RECORDED INFORMATION section start
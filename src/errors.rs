//! 统一错误处理模块
//!
//! 使用宏自动生成错误类型，支持错误代码和类型名称。

use std::fmt;

/// 定义错误类型的宏
///
/// 自动生成：
/// - enum 定义
/// - code() 方法 - 返回错误代码
/// - error_type() 方法 - 返回错误类型名称
/// - message() 方法 - 返回错误详情
/// - 便捷构造函数
macro_rules! define_intellgrade_errors {
    ($(
        $variant:ident($code:literal, $type_name:literal)
    ),* $(,)?) => {
        #[derive(Debug, Clone)]
        pub enum IntellGradeError {
            $($variant(String),)*
        }

        impl IntellGradeError {
            /// 获取错误代码
            pub fn code(&self) -> &'static str {
                match self {
                    $(IntellGradeError::$variant(_) => $code,)*
                }
            }

            /// 获取错误类型名称
            pub fn error_type(&self) -> &'static str {
                match self {
                    $(IntellGradeError::$variant(_) => $type_name,)*
                }
            }

            /// 获取错误详情
            pub fn message(&self) -> &str {
                match self {
                    $(IntellGradeError::$variant(msg) => msg,)*
                }
            }
        }

        // 生成便捷构造函数
        paste::paste! {
            impl IntellGradeError {
                $(
                    pub fn [<$variant:snake>]<T: Into<String>>(msg: T) -> Self {
                        IntellGradeError::$variant(msg.into())
                    }
                )*
            }
        }
    };
}

define_intellgrade_errors! {
    CacheConnection("E001", "Cache Connection Error"),
    CachePluginNotFound("E002", "Cache Plugin Not Found"),
    DatabaseConfig("E003", "Database Configuration Error"),
    DatabaseConnection("E004", "Database Connection Error"),
    DatabaseOperation("E005", "Database Operation Error"),
    Validation("E006", "Validation Error"),
    NotFound("E007", "Resource Not Found"),
    Serialization("E008", "Serialization Error"),
    DateParse("E009", "Date Parse Error"),
    Authentication("E010", "Authentication Error"),
    Authorization("E011", "Authorization Error"),
    Prediction("E012", "Prediction Error"),
}

impl IntellGradeError {
    /// 格式化为彩色输出（用于开发环境）
    #[cfg(debug_assertions)]
    pub fn format_colored(&self) -> String {
        format!(
            "\x1b[1;31m[ERROR]\x1b[0m \x1b[33m{}\x1b[0m \x1b[31m{}\x1b[0m\n  {}",
            self.code(),
            self.error_type(),
            self.message()
        )
    }

    /// 格式化为简洁输出
    pub fn format_simple(&self) -> String {
        format!("{}: {}", self.error_type(), self.message())
    }
}

impl fmt::Display for IntellGradeError {
    fn fmt(&self, f: &mut fmt::Formatter<'_>) -> fmt::Result {
        write!(f, "{}", self.format_simple())
    }
}

impl std::error::Error for IntellGradeError {}

// 为常见的错误类型实现 From trait
impl From<sea_orm::DbErr> for IntellGradeError {
    fn from(err: sea_orm::DbErr) -> Self {
        IntellGradeError::DatabaseOperation(err.to_string())
    }
}

impl From<std::io::Error> for IntellGradeError {
    fn from(err: std::io::Error) -> Self {
        IntellGradeError::DatabaseConnection(err.to_string())
    }
}

impl From<serde_json::Error> for IntellGradeError {
    fn from(err: serde_json::Error) -> Self {
        IntellGradeError::Serialization(err.to_string())
    }
}

impl From<chrono::ParseError> for IntellGradeError {
    fn from(err: chrono::ParseError) -> Self {
        IntellGradeError::DateParse(err.to_string())
    }
}

pub type Result<T> = std::result::Result<T, IntellGradeError>;

#[cfg(test)]
mod tests {
    use super::*;

    #[test]
    fn test_error_codes() {
        assert_eq!(IntellGradeError::cache_connection("test").code(), "E001");
        assert_eq!(IntellGradeError::database_config("test").code(), "E003");
        assert_eq!(IntellGradeError::validation("test").code(), "E006");
        assert_eq!(IntellGradeError::authentication("test").code(), "E010");
    }

    #[test]
    fn test_error_types() {
        assert_eq!(
            IntellGradeError::cache_connection("test").error_type(),
            "Cache Connection Error"
        );
        assert_eq!(
            IntellGradeError::validation("test").error_type(),
            "Validation Error"
        );
    }

    #[test]
    fn test_error_message() {
        let err = IntellGradeError::validation("Invalid input");
        assert_eq!(err.message(), "Invalid input");
    }

    #[test]
    fn test_format_simple() {
        let err = IntellGradeError::prediction("missing feature");
        let formatted = err.format_simple();
        assert!(formatted.contains("Prediction Error"));
        assert!(formatted.contains("missing feature"));
    }
}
RECORDED INFORMATION section end
■ **TASK GOAL**
What lines above contain the word "Found"? Please copy each one.

■ **ANSWER TO THIS TASK**
    CachePluginNotFound("E002", "Cache Plugin Not Found"),
    NotFound("E007", "Resource Not Found"),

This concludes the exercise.